WWII VETERAN EXPOSED TO CHEMICAL WEAPONS CAN RECEIVE COMPENSATION WITH NEW BILL

  • Post category:Latest News

5748d1bcdb122.image

 

Just as World War II was ending, Pentagon commanders decided it was time to update their research on chemical weapons as a non-nuclear battlefield option. For unexplained reasons, they decided that testing had to be conducted on humans. Thousands of unwitting soldiers were “volunteered” for the honor.

Their stories don’t vary much from the one Arla Wayne Harrellrecounts from 1945, when at age 18 he was serving at Camp Crowder in Missouri. Now 89, he says he was twice exposed to mustard gas, then ordered never to talk about it. The exposure almost certainly is linked to the serious lung disease and skin cancer he has suffered during his adult life.

Harrell deserves at least some compensation for enduring a lifetime of suffering in service to his country. Sen. Claire McCaskill, D-Mo., has introduced a bill named in his honor to help those whose lives and health were compromised by reckless commanders in the Chemical Warfare Service.

Congress should approve this bill and formally acknowledge the dirty secret that ruined the lives of troops and their families.

Researcher John Lindsay Poland, of the Fellowship of Reconciliation, first exposed the tests in 1998 after tracking down numerous survivors of experiments conducted on U.S. military bases in Panama. His exhaustive study,  “Test Tube Republic, ” documents chemical tests as far back as 1944 and continuing well into the 1960s.

The tests also included VX nerve agent, phosgene, cyanogen chloride and hydrogen cyanide — the same gas formerly used in executions. Animals were used in many tests, and eyewitnesses reported goats being cooked alive and flesh dropping from their bodies after exposure.
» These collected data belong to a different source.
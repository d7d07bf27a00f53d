use std::fs;
use std::path::Path;
use std::time::Duration;

use anyhow::Context;
use serde::Deserialize;
use sweeper_core::*;

/// Settings read from a TOML file, every key optional.
#[derive(Clone, Debug, Default, PartialEq, Deserialize)]
#[serde(default, deny_unknown_fields)]
pub struct FileConfig {
    pub difficulty: Option<Difficulty>,
    pub rows: Option<Coord>,
    pub cols: Option<Coord>,
    pub mines: Option<CellCount>,
    pub trials: Option<usize>,
    pub seed: Option<u64>,
    pub first_move_safe: Option<bool>,
    pub safety_rule: Option<SafetyRule>,
    pub flag_when_exhausted: Option<bool>,
    pub delay_ms: Option<u64>,
}

impl FileConfig {
    pub fn load(path: &Path) -> anyhow::Result<Self> {
        let text = fs::read_to_string(path)
            .with_context(|| format!("Could not read config file {}", path.display()))?;
        Self::parse(&text).with_context(|| format!("Invalid config file {}", path.display()))
    }

    pub fn parse(text: &str) -> anyhow::Result<Self> {
        Ok(toml::from_str(text)?)
    }

    /// Fills every unset key of `self` from `fallback`.
    pub fn or(self, fallback: FileConfig) -> FileConfig {
        FileConfig {
            difficulty: self.difficulty.or(fallback.difficulty),
            rows: self.rows.or(fallback.rows),
            cols: self.cols.or(fallback.cols),
            mines: self.mines.or(fallback.mines),
            trials: self.trials.or(fallback.trials),
            seed: self.seed.or(fallback.seed),
            first_move_safe: self.first_move_safe.or(fallback.first_move_safe),
            safety_rule: self.safety_rule.or(fallback.safety_rule),
            flag_when_exhausted: self.flag_when_exhausted.or(fallback.flag_when_exhausted),
            delay_ms: self.delay_ms.or(fallback.delay_ms),
        }
    }
}

/// Fully resolved settings for one batch run.
#[derive(Clone, Debug, PartialEq)]
pub struct RunConfig {
    pub game: GameConfig,
    pub trials: usize,
    pub seed: Option<u64>,
    pub first_move_safe: bool,
    pub solver: SolverConfig,
}

pub const DEFAULT_TRIALS: usize = 10;

impl TryFrom<FileConfig> for RunConfig {
    type Error = anyhow::Error;

    fn try_from(config: FileConfig) -> anyhow::Result<Self> {
        let preset = config.difficulty.unwrap_or_default().config();
        let size = (
            config.rows.unwrap_or(preset.size.0),
            config.cols.unwrap_or(preset.size.1),
        );
        let mines = config.mines.unwrap_or(preset.mines);
        let game = GameConfig::new(size, mines).context("Invalid board settings")?;

        Ok(Self {
            game,
            trials: config.trials.unwrap_or(DEFAULT_TRIALS),
            seed: config.seed,
            first_move_safe: config.first_move_safe.unwrap_or(false),
            solver: SolverConfig {
                safety_rule: config.safety_rule.unwrap_or_default(),
                flag_when_exhausted: config.flag_when_exhausted.unwrap_or(false),
                move_delay: config
                    .delay_ms
                    .filter(|&ms| ms > 0)
                    .map(Duration::from_millis),
            },
        })
    }
}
Here’s an example of the hideous lengths to which commanders took the tests on humans: They approved the separation of Puerto Rican troops and isolated them on San Jose Island, on Panama’s Pacific coast, where they were exposed “to determine if any difference existed in the sensitivity of Puerto Rican and Continental (Anglo) U.S. Troops, ” said a military document that Poland uncovered.
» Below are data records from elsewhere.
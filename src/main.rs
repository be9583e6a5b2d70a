//! DeFi Yield Ranker CLI
//!
//! Command-line interface for ranking vault yields and invoking agent tools.

use alloy::primitives::Address;
use clap::{Parser, Subcommand};
use defi_yield_ranker::{Config, Error, Network, Result, ToolRegistry, YieldRanker};
use std::path::PathBuf;
use std::sync::Arc;
use tracing_subscriber::{fmt, prelude::*, EnvFilter};

#[derive(Parser)]
#[command(name = "yield-ranker")]
#[command(about = "Risk-adjusted ranking of DeFi lending vault yields")]
struct Cli {
    #[command(subcommand)]
    command: Commands,

    /// Path to config file
    #[arg(short, long, global = true)]
    config: Option<PathBuf>,

    /// Enable verbose logging
    #[arg(short, long, global = true)]
    verbose: bool,

    /// Emit logs as JSON
    #[arg(long, global = true)]
    json_logs: bool,
}

#[derive(Subcommand)]
enum Commands {
    /// Rank every yield option by risk-adjusted APY
    Rank {
        /// Network (base)
        #[arg(short, long, default_value = "base")]
        network: String,
    },

    /// List Morpho vaults for an asset
    Vaults {
        /// Network (base)
        #[arg(short, long, default_value = "base")]
        network: String,

        /// Asset symbol; defaults to the configured base asset
        #[arg(short, long)]
        asset: Option<String>,
    },

    /// Show DEX market data for a token
    Token {
        /// Token address
        #[arg(long)]
        address: String,

        /// Network (base)
        #[arg(short, long, default_value = "base")]
        network: String,
    },

    /// List available agent tools
    Tools,

    /// Invoke an agent tool
    Invoke {
        /// Tool name
        #[arg(short, long)]
        tool: String,

        /// Tool arguments as JSON
        #[arg(short, long)]
        args: Option<String>,
    },

    /// Show current configuration
    Config,
}

#[tokio::main]
async fn main() -> Result<()> {
    // Load .env file if present (ignore if not found)
    dotenvy::dotenv().ok();

    let cli = Cli::parse();

    // RUST_LOG wins over --verbose
    let filter = EnvFilter::try_from_default_env().unwrap_or_else(|_| {
        if cli.verbose {
            EnvFilter::new("debug")
        } else {
            EnvFilter::new("info")
        }
    });

    let registry = tracing_subscriber::registry().with(filter);
    if cli.json_logs {
        registry.with(fmt::layer().json()).init();
    } else {
        registry.with(fmt::layer().with_writer(std::io::stderr)).init();
    }

    let config = match &cli.config {
        Some(path) => Config::from_file(path)?,
        None => Config::default(),
    };

    match cli.command {
        Commands::Rank { network } => run_rank(&config, &network).await?,
        Commands::Vaults { network, asset } => run_vaults(&config, &network, asset).await?,
        Commands::Token { address, network } => run_token(&config, &address, &network).await?,
        Commands::Tools => run_tools(&config)?,
        Commands::Invoke { tool, args } => run_invoke(&config, &tool, args).await?,
        Commands::Config => {
            println!("{}", serde_json::to_string_pretty(&config)?);
        }
    }

    Ok(())
}

fn resolve_chain(config: &Config, network: &str) -> Result<u64> {
    let network: Network = network.parse()?;
    if !config.endpoints.supports(network) {
        return Err(Error::UnsupportedNetwork(network.name().to_string()));
    }
    Ok(network.chain_id())
}

async fn run_rank(config: &Config, network: &str) -> Result<()> {
    let chain_id = resolve_chain(config, network)?;
    let ranker = YieldRanker::from_config(config)?;
    let options = ranker.rank_yield_options(chain_id).await?;

    println!(
        "{:<40} {:>12} {:>10} {:>14}",
        "NAME", "TVL (USD)", "APY", "RISK-ADJ APY"
    );
    for option in &options {
        println!(
            "{:<40} {:>12.0} {:>10.4} {:>14.4}",
            option.name, option.total_deposits_usd, option.total_apy, option.risk_adjusted_apy
        );
    }
    Ok(())
}

async fn run_vaults(config: &Config, network: &str, asset: Option<String>) -> Result<()> {
    let chain_id = resolve_chain(config, network)?;
    let ranker = YieldRanker::from_config(config)?;
    let symbol = asset.unwrap_or_else(|| config.base_asset_symbol.clone());

    let repository = ranker.repository();
    let base_asset = repository.get_asset_by_symbol(chain_id, &symbol).await?;
    let vaults = repository.list_vaults(chain_id, base_asset.address).await?;

    println!("{}", serde_json::to_string_pretty(&vaults)?);
    Ok(())
}

async fn run_token(config: &Config, address: &str, network: &str) -> Result<()> {
    let chain_id = resolve_chain(config, network)?;
    let address: Address = address
        .parse()
        .map_err(|e| Error::InvalidArgument(format!("Invalid token address: {}", e)))?;

    let ranker = YieldRanker::from_config(config)?;
    let data = ranker.enricher().token(chain_id, address).await;

    println!("{}", serde_json::to_string_pretty(&data)?);
    Ok(())
}

fn run_tools(config: &Config) -> Result<()> {
    let registry = ToolRegistry::with_yield_tools(Arc::new(YieldRanker::from_config(config)?));
    for tool in registry.tools() {
        println!("{}\n  {}", tool.name(), tool.description());
        println!(
            "  input: {}",
            serde_json::to_string(&tool.input_schema())?
        );
    }
    Ok(())
}

async fn run_invoke(config: &Config, tool: &str, args: Option<String>) -> Result<()> {
    let args = match args {
        Some(raw) => serde_json::from_str(&raw)
            .map_err(|e| Error::InvalidArgument(format!("Invalid --args JSON: {}", e)))?,
        None => serde_json::Value::Null,
    };

    let registry = ToolRegistry::with_yield_tools(Arc::new(YieldRanker::from_config(config)?));
    println!("{}", registry.invoke(tool, args).await?);
    Ok(())
}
Liquid mustard agent was applied directly to the troops’ skin, which blistered horrifically. Imagine what it did to Harrell’s lungs. San Jose Island was rendered uninhabitable because of all the unexploded chemical munitions left behind there.
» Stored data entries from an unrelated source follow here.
//! Morpho vault repository
//!
//! Loads assets and vaults from the Morpho GraphQL API and normalizes them
//! into [`Vault`]s. Vaults carrying any warning are dropped. The difference
//! between a vault's net APY and its base APY that is not explained by the
//! listed reward tokens is attributed to the MORPHO token and prepended to
//! the vault's rewards.

use crate::config::{Endpoints, Protocol};
use crate::graphql::{de, queries};
use crate::query::{CachedQueryClient, QueryRequest};
use crate::tokens;
use crate::{Error, Result};
use alloy::primitives::Address;
use serde::{Deserialize, Serialize};
use serde_json::Value;
use std::sync::Arc;
use tracing::{debug, info};
use ts_rs::TS;

/// Token metadata as reported by the Morpho API
#[derive(Debug, Clone, PartialEq, Serialize, Deserialize, TS)]
#[ts(export)]
#[serde(rename_all = "camelCase")]
pub struct Asset {
    #[ts(type = "string")]
    pub address: Address,
    pub decimals: u8,
    pub name: String,
    pub symbol: String,
    #[serde(rename = "logoURI", default)]
    pub logo_uri: Option<String>,
    /// Raw integer supply in the token's smallest unit
    #[serde(deserialize_with = "de::string_from_any")]
    pub total_supply: String,
    #[serde(default, deserialize_with = "de::opt_f64_from_any")]
    pub price_usd: Option<f64>,
    #[serde(default, deserialize_with = "de::opt_f64_from_any")]
    pub oracle_price_usd: Option<f64>,
    #[serde(default, deserialize_with = "de::opt_f64_from_any")]
    pub spot_price_eth: Option<f64>,
}

/// One reward stream paid by a vault
#[derive(Debug, Clone, PartialEq, Serialize, Deserialize)]
pub struct VaultReward {
    pub asset: Asset,
    /// Raw annualized yield contribution, before any quality adjustment
    pub apy: f64,
}

/// A normalized, warning-free vault
#[derive(Debug, Clone, PartialEq, Serialize, Deserialize)]
#[serde(rename_all = "camelCase")]
pub struct Vault {
    pub name: String,
    pub symbol: String,
    pub address: Address,
    pub total_deposits_usd: f64,
    pub total_deposits: f64,
    pub creation_timestamp: i64,
    pub total_apy: f64,
    pub base_apy: f64,
    /// Protocol reward first, then one entry per listed reward token
    pub reward_apys: Vec<VaultReward>,
}

#[derive(Debug, Deserialize)]
#[serde(rename_all = "camelCase")]
struct RawVault {
    name: String,
    symbol: String,
    address: Address,
    #[serde(deserialize_with = "de::i64_from_any")]
    creation_timestamp: i64,
    state: RawVaultState,
    #[serde(default)]
    warnings: Vec<RawWarning>,
}

#[derive(Debug, Deserialize)]
#[serde(rename_all = "camelCase")]
struct RawVaultState {
    #[serde(deserialize_with = "de::f64_from_any")]
    total_assets: f64,
    #[serde(deserialize_with = "de::f64_from_any")]
    total_assets_usd: f64,
    #[serde(deserialize_with = "de::f64_from_any")]
    net_apy: f64,
    #[serde(deserialize_with = "de::f64_from_any")]
    net_apy_without_rewards: f64,
    #[serde(default)]
    rewards: Vec<RawVaultReward>,
}

#[derive(Debug, Deserialize)]
#[serde(rename_all = "camelCase")]
struct RawVaultReward {
    asset: Asset,
    #[serde(deserialize_with = "de::f64_from_any")]
    supply_apr: f64,
}

#[derive(Debug, Deserialize)]
struct RawWarning {
    #[serde(rename = "type")]
    kind: String,
    #[serde(default)]
    level: Option<String>,
}

/// Reads assets and vaults from the Morpho API
#[derive(Clone)]
pub struct VaultRepository {
    client: CachedQueryClient,
    endpoints: Arc<Endpoints>,
}

impl VaultRepository {
    pub fn new(client: CachedQueryClient, endpoints: Arc<Endpoints>) -> Self {
        Self { client, endpoints }
    }

    fn api_url(&self, chain_id: u64) -> Result<String> {
        let network = self.endpoints.network_for_chain(chain_id)?;
        self.endpoints.url(network, Protocol::Morpho)
    }

    /// Look up an asset by its exact symbol (case-insensitive)
    pub async fn get_asset_by_symbol(&self, chain_id: u64, symbol: &str) -> Result<Asset> {
        let request = QueryRequest::new(
            Protocol::Morpho.name(),
            "assets",
            self.api_url(chain_id)?,
            queries::GET_CHAIN_ASSET,
        )
        .variable("chainId", chain_id)
        .variable("assetSymbol", symbol)
        .cache_qualifier(format!("asset-{}", symbol));

        let items = self.client.fetch(request).await?;
        find_asset(items, |item| {
            item.get("symbol")
                .and_then(Value::as_str)
                .is_some_and(|s| s.eq_ignore_ascii_case(symbol))
        })?
            .ok_or_else(|| Error::NotFound(format!("asset {} on chain {}", symbol, chain_id)))
    }

    /// Look up an asset by address
    pub async fn get_asset_by_address(&self, chain_id: u64, address: Address) -> Result<Asset> {
        let request = QueryRequest::new(
            Protocol::Morpho.name(),
            "assets",
            self.api_url(chain_id)?,
            queries::GET_CHAIN_ASSET_BY_ADDRESS,
        )
        .variable("chainId", chain_id)
        .variable("assetAddress", address.to_string())
        .cache_qualifier(format!("asset-{}", tokens::lower_hex(&address)));

        let items = self.client.fetch(request).await?;
        find_asset(items, |item| de::raw_address(item, "address") == Some(address))?
            .ok_or_else(|| Error::NotFound(format!("asset {} on chain {}", address, chain_id)))
    }

    /// List warning-free vaults for a base asset, largest deposits first
    pub async fn list_vaults(&self, chain_id: u64, base_asset: Address) -> Result<Vec<Vault>> {
        let request = QueryRequest::new(
            Protocol::Morpho.name(),
            "vaults",
            self.api_url(chain_id)?,
            queries::LIST_CHAIN_ASSET_VAULTS,
        )
        .variable("chainId", chain_id)
        .variable("assetAddress", base_asset.to_string())
        .cache_qualifier(format!("vaults-{}", tokens::lower_hex(&base_asset)));

        let raw_vaults: Vec<RawVault> = self
            .client
            .fetch(request)
            .await?
            .into_iter()
            .map(serde_json::from_value)
            .collect::<std::result::Result<_, _>>()?;
        info!(chain_id, count = raw_vaults.len(), "Loaded vaults");

        let reward_asset_address = tokens::protocol_reward_asset(chain_id).ok_or_else(|| {
            Error::UnsupportedNetwork(format!("no protocol reward token for chain {}", chain_id))
        })?;
        let reward_asset = self
            .get_asset_by_address(chain_id, reward_asset_address)
            .await?;

        Ok(normalize_vaults(raw_vaults, &reward_asset))
    }
}

/// Decode the first item whose raw fields match; other items are never decoded
fn find_asset(items: Vec<Value>, matches: impl Fn(&Value) -> bool) -> Result<Option<Asset>> {
    items
        .into_iter()
        .find(|item| matches(item))
        .map(serde_json::from_value)
        .transpose()
        .map_err(Into::into)
}

fn normalize_vaults(raw_vaults: Vec<RawVault>, reward_asset: &Asset) -> Vec<Vault> {
    let mut retained: Vec<RawVault> = raw_vaults
        .into_iter()
        .filter(|vault| {
            if vault.warnings.is_empty() {
                return true;
            }
            debug!(
                vault = %vault.address,
                warnings = ?vault
                    .warnings
                    .iter()
                    .map(|w| format!("{}:{}", w.kind, w.level.as_deref().unwrap_or("?")))
                    .collect::<Vec<_>>(),
                "Skipping vault with warnings"
            );
            false
        })
        .collect();

    // Stable, so equal deposits keep upstream order
    retained.sort_by(|a, b| b.state.total_assets_usd.total_cmp(&a.state.total_assets_usd));

    retained
        .into_iter()
        .map(|vault| normalize_vault(vault, reward_asset))
        .collect()
}

fn normalize_vault(vault: RawVault, reward_asset: &Asset) -> Vault {
    let state = vault.state;
    // Upstream reports reward tokens as APR while net APY is compounded; the
    // subtraction mixes the two, see DESIGN.md.
    let listed_rewards: f64 = state.rewards.iter().map(|r| r.supply_apr).sum();
    let protocol_reward_apy = state.net_apy - state.net_apy_without_rewards - listed_rewards;

    let reward_apys = std::iter::once(VaultReward {
        asset: reward_asset.clone(),
        apy: protocol_reward_apy,
    })
    .chain(state.rewards.into_iter().map(|reward| VaultReward {
        asset: reward.asset,
        apy: reward.supply_apr,
    }))
    .collect();

    Vault {
        name: vault.name,
        symbol: vault.symbol,
        address: vault.address,
        total_deposits_usd: state.total_assets_usd,
        total_deposits: state.total_assets,
        creation_timestamp: vault.creation_timestamp,
        total_apy: state.net_apy,
        base_apy: state.net_apy_without_rewards,
        reward_apys,
    }
}

#[cfg(test)]
pub(crate) mod fixtures {
    //! Morpho API response fragments shared by tests

    use serde_json::{json, Value};

    pub(crate) const USDC: &str = "0x833589fCD6eDb6E08f4c7C32D4f71b54bdA02913";
    pub(crate) const MORPHO: &str = "0xBAa5CC21fd487B8Fcc2F632f3F4E8D37262a0842";
    pub(crate) const WELL: &str = "0xA88594D404727625A9437C3f886C7643872296AE";

    pub(crate) fn asset(address: &str, symbol: &str) -> Value {
        json!({
            "address": address,
            "decimals": 18,
            "name": symbol,
            "symbol": symbol,
            "logoURI": null,
            "totalSupply": "1000000000000000000000000",
            "priceUsd": 1.5,
            "oraclePriceUsd": null,
            "spotPriceEth": "0.0005"
        })
    }

    pub(crate) fn vault(
        address: &str,
        total_assets_usd: f64,
        net_apy: f64,
        base_apy: f64,
        rewards: Value,
        warnings: Value,
    ) -> Value {
        json!({
            "name": format!("Vault {}", &address[..6]),
            "symbol": "mvUSDC",
            "address": address,
            "creationTimestamp": 1_700_000_000,
            "state": {
                "totalAssets": "1000000",
                "totalAssetsUsd": total_assets_usd,
                "fee": 0.1,
                "netApyWithoutRewards": base_apy,
                "netApy": net_apy,
                "rewards": rewards
            },
            "warnings": warnings
        })
    }
}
Harrell’s experience at Camp Crowder closely resembles what other soldiers described in Panama, being placed inside a “gas chamber” where they were forced to deeply breathe mustard gas. Because the experiments were top secret, Harrell and many others have been unable to prove their claims for compensation.

They’ve suffered in silence, like the good soldiers they were. But the time is long past due for the military to own up to its actions, track down those whose lives were destroyed by these experiments and stop denying them and their families the compensation they deserve.